*What the exercise asks*. Report, from the records below, every line where the word "notice" appears.

##### Study material

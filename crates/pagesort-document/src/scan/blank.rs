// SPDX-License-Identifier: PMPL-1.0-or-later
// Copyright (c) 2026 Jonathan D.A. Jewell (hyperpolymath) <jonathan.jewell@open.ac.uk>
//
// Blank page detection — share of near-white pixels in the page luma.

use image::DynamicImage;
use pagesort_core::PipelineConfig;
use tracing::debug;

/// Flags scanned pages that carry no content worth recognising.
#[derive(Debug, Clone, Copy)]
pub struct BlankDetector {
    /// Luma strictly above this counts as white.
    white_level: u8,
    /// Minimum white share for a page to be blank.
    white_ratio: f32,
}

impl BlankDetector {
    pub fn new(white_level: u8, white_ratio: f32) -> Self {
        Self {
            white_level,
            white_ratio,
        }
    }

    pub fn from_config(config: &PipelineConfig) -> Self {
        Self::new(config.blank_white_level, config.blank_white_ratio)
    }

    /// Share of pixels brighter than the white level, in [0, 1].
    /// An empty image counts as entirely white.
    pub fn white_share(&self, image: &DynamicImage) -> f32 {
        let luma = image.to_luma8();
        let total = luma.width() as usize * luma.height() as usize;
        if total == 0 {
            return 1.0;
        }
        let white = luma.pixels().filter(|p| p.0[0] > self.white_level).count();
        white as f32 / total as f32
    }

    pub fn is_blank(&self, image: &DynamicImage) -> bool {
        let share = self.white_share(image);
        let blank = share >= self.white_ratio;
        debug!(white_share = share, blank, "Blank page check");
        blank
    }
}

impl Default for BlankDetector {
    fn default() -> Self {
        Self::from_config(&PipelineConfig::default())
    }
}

##########
##### Study material

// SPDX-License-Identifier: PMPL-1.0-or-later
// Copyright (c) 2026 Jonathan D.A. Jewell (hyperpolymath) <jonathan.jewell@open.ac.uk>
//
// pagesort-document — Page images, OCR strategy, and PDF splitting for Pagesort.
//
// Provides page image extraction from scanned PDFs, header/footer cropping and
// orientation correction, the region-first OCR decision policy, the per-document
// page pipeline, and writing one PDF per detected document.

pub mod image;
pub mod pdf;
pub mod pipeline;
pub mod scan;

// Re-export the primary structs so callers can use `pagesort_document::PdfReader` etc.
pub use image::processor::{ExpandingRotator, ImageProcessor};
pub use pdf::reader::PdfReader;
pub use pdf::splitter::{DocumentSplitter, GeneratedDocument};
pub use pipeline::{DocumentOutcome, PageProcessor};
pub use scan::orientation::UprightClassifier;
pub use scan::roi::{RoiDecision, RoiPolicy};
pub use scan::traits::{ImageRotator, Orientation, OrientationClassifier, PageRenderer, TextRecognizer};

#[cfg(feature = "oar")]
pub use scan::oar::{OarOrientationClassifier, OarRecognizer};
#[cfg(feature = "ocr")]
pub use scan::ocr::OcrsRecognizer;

##########
##### Study material

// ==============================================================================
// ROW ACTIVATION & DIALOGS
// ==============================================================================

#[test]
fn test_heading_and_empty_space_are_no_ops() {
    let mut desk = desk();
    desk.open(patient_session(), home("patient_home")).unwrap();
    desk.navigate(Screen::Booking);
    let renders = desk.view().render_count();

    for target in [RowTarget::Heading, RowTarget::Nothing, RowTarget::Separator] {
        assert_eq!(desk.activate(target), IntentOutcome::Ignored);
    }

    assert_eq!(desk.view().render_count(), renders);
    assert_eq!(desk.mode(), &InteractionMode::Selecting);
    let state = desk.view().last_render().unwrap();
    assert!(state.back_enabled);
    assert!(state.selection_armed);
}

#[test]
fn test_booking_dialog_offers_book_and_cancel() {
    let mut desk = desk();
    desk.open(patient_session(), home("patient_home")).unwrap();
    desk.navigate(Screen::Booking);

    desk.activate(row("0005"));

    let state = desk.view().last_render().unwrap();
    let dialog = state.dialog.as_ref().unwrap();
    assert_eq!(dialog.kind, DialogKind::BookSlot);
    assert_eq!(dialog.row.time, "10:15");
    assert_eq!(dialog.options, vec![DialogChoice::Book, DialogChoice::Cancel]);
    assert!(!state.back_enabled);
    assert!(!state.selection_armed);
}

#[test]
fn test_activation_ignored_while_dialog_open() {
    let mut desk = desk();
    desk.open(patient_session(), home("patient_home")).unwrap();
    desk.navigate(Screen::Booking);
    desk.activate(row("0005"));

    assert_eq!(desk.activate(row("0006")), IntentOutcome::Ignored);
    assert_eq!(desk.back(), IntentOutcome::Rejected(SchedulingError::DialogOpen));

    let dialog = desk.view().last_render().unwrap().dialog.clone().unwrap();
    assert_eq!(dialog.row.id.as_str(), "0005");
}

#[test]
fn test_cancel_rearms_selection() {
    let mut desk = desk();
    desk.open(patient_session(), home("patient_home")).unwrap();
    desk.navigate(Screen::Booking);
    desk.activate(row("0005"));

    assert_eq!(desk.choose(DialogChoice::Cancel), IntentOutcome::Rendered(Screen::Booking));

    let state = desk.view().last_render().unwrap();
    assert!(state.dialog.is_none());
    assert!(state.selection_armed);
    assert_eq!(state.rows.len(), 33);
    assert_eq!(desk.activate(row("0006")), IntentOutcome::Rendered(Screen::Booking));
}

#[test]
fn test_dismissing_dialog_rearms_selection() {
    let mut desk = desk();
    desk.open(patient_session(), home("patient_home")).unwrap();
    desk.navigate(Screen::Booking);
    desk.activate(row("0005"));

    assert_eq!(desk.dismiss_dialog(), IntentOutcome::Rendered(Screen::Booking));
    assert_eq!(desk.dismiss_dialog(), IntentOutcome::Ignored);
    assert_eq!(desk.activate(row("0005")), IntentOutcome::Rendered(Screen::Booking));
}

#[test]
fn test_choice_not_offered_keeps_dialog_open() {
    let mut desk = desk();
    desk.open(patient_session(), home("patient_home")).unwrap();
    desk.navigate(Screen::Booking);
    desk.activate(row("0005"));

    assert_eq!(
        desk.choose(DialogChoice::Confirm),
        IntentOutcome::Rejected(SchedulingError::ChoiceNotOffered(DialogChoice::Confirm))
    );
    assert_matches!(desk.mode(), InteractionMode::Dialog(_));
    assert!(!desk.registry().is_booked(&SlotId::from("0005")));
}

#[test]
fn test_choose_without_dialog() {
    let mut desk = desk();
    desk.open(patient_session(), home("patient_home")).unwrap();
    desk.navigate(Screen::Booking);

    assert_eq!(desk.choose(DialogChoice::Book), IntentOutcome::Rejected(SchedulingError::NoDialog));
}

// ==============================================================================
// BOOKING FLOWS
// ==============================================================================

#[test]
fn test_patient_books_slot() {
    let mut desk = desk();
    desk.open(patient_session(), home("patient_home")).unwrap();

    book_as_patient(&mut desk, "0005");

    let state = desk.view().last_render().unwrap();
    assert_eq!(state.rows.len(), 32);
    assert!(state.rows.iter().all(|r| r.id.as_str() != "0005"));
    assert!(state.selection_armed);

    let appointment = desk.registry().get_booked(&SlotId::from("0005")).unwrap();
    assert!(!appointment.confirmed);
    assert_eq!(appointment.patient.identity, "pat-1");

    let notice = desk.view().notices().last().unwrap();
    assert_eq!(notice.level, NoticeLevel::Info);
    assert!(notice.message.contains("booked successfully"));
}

##########

*Exercise output*.
    let notice = desk.view().notices().last().unwrap();
    assert_eq!(notice.level, NoticeLevel::Info);
    assert!(notice.message.contains("booked successfully"));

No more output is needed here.